• PROMPT: Report every line of the data that includes "queries".

★ ★ ★ ★ ★

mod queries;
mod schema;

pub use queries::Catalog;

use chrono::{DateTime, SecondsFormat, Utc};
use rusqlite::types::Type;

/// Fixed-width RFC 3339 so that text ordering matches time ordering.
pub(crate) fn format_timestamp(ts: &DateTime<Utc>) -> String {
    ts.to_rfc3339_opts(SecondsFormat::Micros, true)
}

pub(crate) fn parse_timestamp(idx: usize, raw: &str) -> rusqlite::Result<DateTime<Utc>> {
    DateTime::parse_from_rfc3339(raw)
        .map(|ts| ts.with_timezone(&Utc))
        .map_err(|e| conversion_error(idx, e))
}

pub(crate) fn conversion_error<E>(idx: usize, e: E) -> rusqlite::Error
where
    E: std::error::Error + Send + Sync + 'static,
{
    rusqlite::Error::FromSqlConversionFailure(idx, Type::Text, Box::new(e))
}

★ ★ ★ ★ ★

• OUTPUT:
mod queries;
pub use queries::Catalog;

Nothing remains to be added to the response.